Em entrevista ao Brasil de Fato, o médico sanitarista e diretor do Instituto de Estudos de Saúde Coletiva da Universidade Federal do Rio de Janeiro (UFRJ), Antonio José Leal Costa, defendeu que o chamado “lockdown” poderia ter sido decretado ao menos na região metropolitana do estado. A área em questão, que compreende cidades como Niterói, São Gonçalo, Duque de Caxias, Nova Iguaçu, Itaguaí e a capital, entre outras, tem o maior número de casos e de mortes pelo novo coronavírus.

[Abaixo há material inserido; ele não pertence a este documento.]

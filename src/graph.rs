//! Module defining the AS-level topology with typed commercial
//! relationships.

use crate::bgp::Relation;
use crate::Asn;
use log::info;
use petgraph::prelude::*;
use petgraph::stable_graph::StableGraph;
use std::collections::HashMap;

type IndexType = u32;
/// Node handle into the AS topology
pub type AsNode = NodeIndex<IndexType>;
/// AS topology graph. Nodes carry the AS number, directed edges carry the
/// relation of the source towards the target.
pub type Topology = StableGraph<Asn, Relation, Directed, IndexType>;

/// AS graph with typed adjacency. Adding a relationship inserts the forward
/// and the mirrored reverse edge at once, so `neighbors` always reflects both
/// endpoints. Duplicate relationships in the input yield parallel edges.
#[derive(Debug, Default)]
pub struct AsGraph {
    graph: Topology,
    nodes: HashMap<Asn, AsNode>,
}

impl AsGraph {
    /// Create an empty graph
    pub fn new() -> Self {
        Self::default()
    }

    /// Number of distinct ASes
    pub fn num_asns(&self) -> usize {
        self.graph.node_count()
    }

    /// Look up the AS, inserting it without any relationship if it is new.
    /// Announcements may be seeded at ASes that never appear in the
    /// relationship file; those become isolated nodes.
    pub fn ensure_asn(&mut self, asn: Asn) -> AsNode {
        match self.nodes.get(&asn) {
            Some(node) => *node,
            None => {
                let node = self.graph.add_node(asn);
                self.nodes.insert(asn, node);
                node
            }
        }
    }

    /// Insert the relationship `a -> b` together with its mirror image
    /// `b -> a`.
    pub fn add_relationship(&mut self, a: Asn, b: Asn, rel: Relation) {
        let na = self.ensure_asn(a);
        let nb = self.ensure_asn(b);
        self.graph.add_edge(na, nb, rel);
        self.graph.add_edge(nb, na, rel.inverse());
    }

    /// All ASes, in the order they were first seen
    pub fn asns(&self) -> impl Iterator<Item = Asn> + '_ {
        self.graph.node_indices().map(move |node| self.graph[node])
    }

    /// Typed neighbors of an AS; empty if the AS is unknown
    pub fn neighbors(&self, asn: Asn) -> impl Iterator<Item = (Asn, Relation)> + '_ {
        self.nodes.get(&asn).into_iter().flat_map(move |&node| {
            self.graph
                .edges(node)
                .map(move |e| (self.graph[e.target()], *e.weight()))
        })
    }

    /// Number of customers of an AS (outgoing provider-to-customer edges)
    pub fn customer_count(&self, asn: Asn) -> usize {
        self.neighbors(asn)
            .filter(|(_, rel)| *rel == Relation::ProviderToCustomer)
            .count()
    }

    /// Check the customer-provider hierarchy for a directed cycle, following
    /// only customer-to-provider edges. Three-coloring traversal with an
    /// explicit stack, so deep provider chains cannot exhaust the call
    /// stack. Restarts from every unvisited AS.
    pub fn has_customer_provider_cycle(&self) -> bool {
        #[derive(Clone, Copy, PartialEq)]
        enum Color {
            White,
            Gray,
            Black,
        }

        let mut color: HashMap<AsNode, Color> = self
            .graph
            .node_indices()
            .map(|node| (node, Color::White))
            .collect();
        let mut stack: Vec<(AsNode, bool)> = Vec::new();

        for start in self.graph.node_indices() {
            if color[&start] != Color::White {
                continue;
            }
            stack.push((start, false));
            while let Some((node, expanded)) = stack.pop() {
                if expanded {
                    color.insert(node, Color::Black);
                    continue;
                }
                if color[&node] == Color::Black {
                    // reached through a second parent in the meantime
                    continue;
                }
                color.insert(node, Color::Gray);
                stack.push((node, true));
                for edge in self.graph.edges(node) {
                    if *edge.weight() != Relation::CustomerToProvider {
                        continue;
                    }
                    match color[&edge.target()] {
                        // gray-on-gray back edge
                        Color::Gray => return true,
                        Color::White => stack.push((edge.target(), false)),
                        Color::Black => {}
                    }
                }
            }
        }
        false
    }

    /// Log the size of the graph and the per-relation edge tallies
    pub fn log_stats(&self) {
        let mut customers = 0;
        let mut peers = 0;
        let mut providers = 0;
        for node in self.graph.node_indices() {
            for edge in self.graph.edges(node) {
                match edge.weight() {
                    Relation::CustomerToProvider => customers += 1,
                    Relation::PeerToPeer => peers += 1,
                    Relation::ProviderToCustomer => providers += 1,
                }
            }
        }
        info!(
            "Graph stats - ASNs: {}, Customer rels: {}, Peer rels: {}, Provider rels: {}",
            self.num_asns(),
            customers,
            peers,
            providers
        );
    }
}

“É difícil prever se essas medidas terão algum impacto. Eu diria que poderíamos prever algum efeito com um pouco mais de segurança se essa medida fosse mais ampla, a cargo do governo do estado e em decisão conjunta com os municípios pelo menos da região metropolitana. A população, as nossas vidas, transcendem os limites de um território. É difícil perceber a região metropolitana do estado fragmentada”, avalia o sanitarista.
Governo federal
Para o pesquisador, está clara que a decisão pelo "lockdown" é uma medida radical que acarreta efeitos colaterais, como o impacto gerado na vida econômica das pessoas com menos recursos. Para isso, afirma Leal Costa, em função de historicamente concentrar a maior parte dos recursos financeiros, o governo federal deveria ter um papel de peso na decisão.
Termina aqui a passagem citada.